The Transactions were accounted for as a reverse recapitalization, with no goodwill or other intangible assets recorded, in accordance with GAAP.

 

The consummation of the Mergers constituted a definitive liquidity event under the agreements governing the Unit awards and as a result all unvested Units vested on October 7, 2020. Therefore, the Company will record expense of $106.2 million related to the accelerated vesting during the fourth quarter of 2020. The Company recorded these awards within shareholders’ equity as an equity contribution from Holdings based on the fair value of the outstanding Units at each reporting period. The settlement of these awards was made in a combination of cash and shares of Churchill’s Class A common stock and was included in the aggregate consideration paid to the Company’s owners.

 

19

 

 

POLARIS PARENT CORP.

Notes to Unaudited Condensed Consolidated Financial Statements

 

On October 8, 2020 (the “Closing Date”), the Transactions were consummated pursuant to the terms of the Merger Agreement and Churchill acquired Holdings’ equity in the Company for a total consideration of $5.7 billion, paid in cash for $1.5 billion and in 415,700,000 shares of Churchill Class A common stock. In addition, on the Closing Date, Churchill completed the $1.3 billion PIPE and issued $1.3 billion of 6% interest convertible debt.
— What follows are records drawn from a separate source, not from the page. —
//! Shared logging setup for Gridex binaries.
//!
//! Installs a `tracing` subscriber with two layers: a size-rotated log file
//! under the Gridex home directory and a filtered stderr layer.

use std::fs::{self, File, OpenOptions};
use std::io::{self, Write};
use std::path::PathBuf;
use std::sync::{Arc, Mutex};

use anyhow::{Context, Result};
use tracing_subscriber::{layer::SubscriberExt, util::SubscriberInitExt, EnvFilter, Layer};

const DEFAULT_LOG_FILTER: &str = "gridex_coordinator=info,gridex_worker=info,gridex_db=info";
const KEPT_LOG_FILES: usize = 5;
const MAX_LOG_FILE_BYTES: u64 = 10 * 1024 * 1024;

/// Initialize tracing for a binary. `verbose` raises the stderr layer to
/// the same filter as the file layer instead of warnings only.
pub fn init_logging(app_name: &str, verbose: bool) -> Result<()> {
    let log_dir = ensure_logs_dir()?;
    let writer = RotatingWriter::open(log_dir, app_name)?;

    let file_filter =
        EnvFilter::try_from_default_env().unwrap_or_else(|_| EnvFilter::new(DEFAULT_LOG_FILTER));
    let stderr_filter = if verbose {
        file_filter.clone()
    } else {
        EnvFilter::new("warn")
    };

    tracing_subscriber::registry()
        .with(
            tracing_subscriber::fmt::layer()
                .with_writer(writer)
                .with_ansi(false)
                .with_filter(file_filter),
        )
        .with(
            tracing_subscriber::fmt::layer()
                .with_writer(io::stderr)
                .with_filter(stderr_filter),
        )
        .init();

    Ok(())
}

/// Gridex home directory: `$GRIDEX_HOME` or `~/.gridex`.
pub fn gridex_home() -> PathBuf {
    if let Ok(home) = std::env::var("GRIDEX_HOME") {
        return PathBuf::from(home);
    }
    dirs::home_dir()
        .unwrap_or_else(|| PathBuf::from("."))
        .join(".gridex")
}

pub fn logs_dir() -> PathBuf {
    gridex_home().join("logs")
}

fn ensure_logs_dir() -> Result<PathBuf> {
    let dir = logs_dir();
    fs::create_dir_all(&dir)
        .with_context(|| format!("failed to create log directory {}", dir.display()))?;
    Ok(dir)
}

/// Append-only log writer that rotates `name.log` -> `name.log.1` .. `.N`
/// once the active file crosses the size cap.
#[derive(Clone)]
struct RotatingWriter {
    inner: Arc<Mutex<RotatingState>>,
}

struct RotatingState {
    dir: PathBuf,
    name: String,
    file: File,
    written: u64,
}

impl RotatingWriter {
    fn open(dir: PathBuf, name: &str) -> Result<Self> {
        let name = sanitize(name);
        let path = dir.join(format!("{name}.log"));
        let file = OpenOptions::new()
            .create(true)
            .append(true)
            .open(&path)
            .with_context(|| format!("failed to open log file {}", path.display()))?;
        let written = file.metadata().map(|m| m.len()).unwrap_or(0);
        Ok(Self {
            inner: Arc::new(Mutex::new(RotatingState {
                dir,
                name,
                file,
                written,
            })),
        })
    }
}

impl RotatingState {
    fn active_path(&self) -> PathBuf {
        self.dir.join(format!("{}.log", self.name))
    }

    fn rotated_path(&self, index: usize) -> PathBuf {
        self.dir.join(format!("{}.log.{index}", self.name))
    }

    fn rotate(&mut self) -> io::Result<()> {
        let _ = self.file.flush();

        let oldest = self.rotated_path(KEPT_LOG_FILES - 1);
        if oldest.exists() {
            fs::remove_file(&oldest)?;
        }
        for index in (1..KEPT_LOG_FILES - 1).rev() {
            let src = self.rotated_path(index);
            if src.exists() {
                fs::rename(&src, self.rotated_path(index + 1))?;
            }
        }
        fs::rename(self.active_path(), self.rotated_path(1))?;

        self.file = OpenOptions::new()
            .create(true)
            .append(true)
            .open(self.active_path())?;
        self.written = 0;
        Ok(())
    }

    fn write(&mut self, buf: &[u8]) -> io::Result<usize> {
        if self.written + buf.len() as u64 > MAX_LOG_FILE_BYTES {
            self.rotate()?;
        }
        let n = self.file.write(buf)?;
        self.written += n as u64;
        Ok(n)
    }
}

struct RotatingGuard {
    inner: Arc<Mutex<RotatingState>>,
}

impl<'a> tracing_subscriber::fmt::MakeWriter<'a> for RotatingWriter {
    type Writer = RotatingGuard;

    fn make_writer(&'a self) -> Self::Writer {
        RotatingGuard {
            inner: Arc::clone(&self.inner),
        }
    }
}

impl Write for RotatingGuard {
    fn write(&mut self, buf: &[u8]) -> io::Result<usize> {
        let mut state = self
            .inner
            .lock()
            .map_err(|_| io::Error::new(io::ErrorKind::Other, "log writer lock poisoned"))?;
        state.write(buf)
    }

    fn flush(&mut self) -> io::Result<()> {
        let mut state = self
            .inner
            .lock()
            .map_err(|_| io::Error::new(io::ErrorKind::Other, "log writer lock poisoned"))?;
        state.file.flush()
    }
}

fn sanitize(name: &str) -> String {
    name.chars()
        .map(|ch| {
            if ch.is_ascii_alphanumeric() || ch == '-' || ch == '_' {
                ch
            } else {
                '_'
            }
        })
        .collect()
}
//! Wire protocol for Coordinator <-> Worker communication.
//!
//! # Frame format
//!
//! Every message is one frame on a TCP stream:
//!
//! ```text
//! [LEN:10][BODY:LEN]
//! ```
//!
//! - LEN: exactly 10 ASCII decimal digits, zero-padded, giving the body
//!   length in bytes (e.g. `0000000042`)
//! - BODY: LEN bytes of a single JSON object with a `type` discriminator
//!
//! The codec is symmetric; coordinator and worker both use it. Bodies are
//! bounded by a configured maximum to protect the receiving side; an
//! over-size frame terminates the session.

pub mod codec;
pub mod config;
pub mod defaults;
pub mod error;
pub mod types;

pub use codec::{FrameReader, FrameWriter, LENGTH_HEADER_BYTES};
pub use config::{CoordinatorConfig, SettlePolicy, WorkerConfig};
pub use error::CodecError;

// Re-export types for convenience
pub use types::{
    ArtifactFile,
    CoordinatorMessage,
    DemandError,
    JobDemands,
    JobId,
    JobOutcome,
    JobStatus,
    Role,
    WorkerId,
    WorkerMessage,
    WorkerSpecs,
    WorkerStatus,
};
All of the outstanding Senior PIK Notes were redeemed for a total redemption price of $1.3 billion. In connection with the Transactions, Churchill changed its name to MultiPlan Corporation and The New York Stock Exchange ticker symbols for its Class A common stock and warrants to “MPLN” and “MPLN.WS”, respectively.

 

Debt Refinancing

 

On October 29, 2020, MPH Acquisition Holdings LLC, a wholly owned subsidiary of the Company, issued and sold $1.3 billion in aggregate principal amount of 5.750% Senior Notes due 2028, under an Indenture dated as of October 29, 2020, by and among the Company, the guarantors party thereto and Wilmington Trust, National Association, as trustee. The Company also entered into an amendment to increase the commitments under its senior secured revolving credit facility from $100.0 million to $450.0 million, and the revolving credit facility will require the Company to maintain a maximum first lien secured leverage ratio of 6.75 to 1.00. The Company used the net proceeds from the Notes, together with $715.0 million of cash on hand, (i) to redeem, satisfy and discharge all of the Notes due 2024 and repay $369.0 million of indebtedness under the Term Loan G and (ii) to pay fees and expenses in connection therewith.

 

Acquisition of HSTechnology Solutions, Inc.

 

On November 9, 2020, the Company acquired 100 percent of HSTechnology Solutions, Inc. (“HST”) for $140 million in cash. The acquisition will be accounted for as a business combination in accordance with ASC 805. Due to the timing of the acquisition, our initial accounting for the HST acquisition is incomplete. In connection with this acquisition, we incurred approximately $4.3 million of transaction costs.

 

HST is a leading reference-based pricing growth company that uses sophisticated data analytics and tools to engage members and providers on the front and back end of healthcare. The acquisition increases the value that MultiPlan offers to healthcare payors by adding complementary services to help them better manage cost, enhances MultiPlan’s analytics products and services and further extends the company into adjacent customer segments such as TPAs and Regional Health Plans.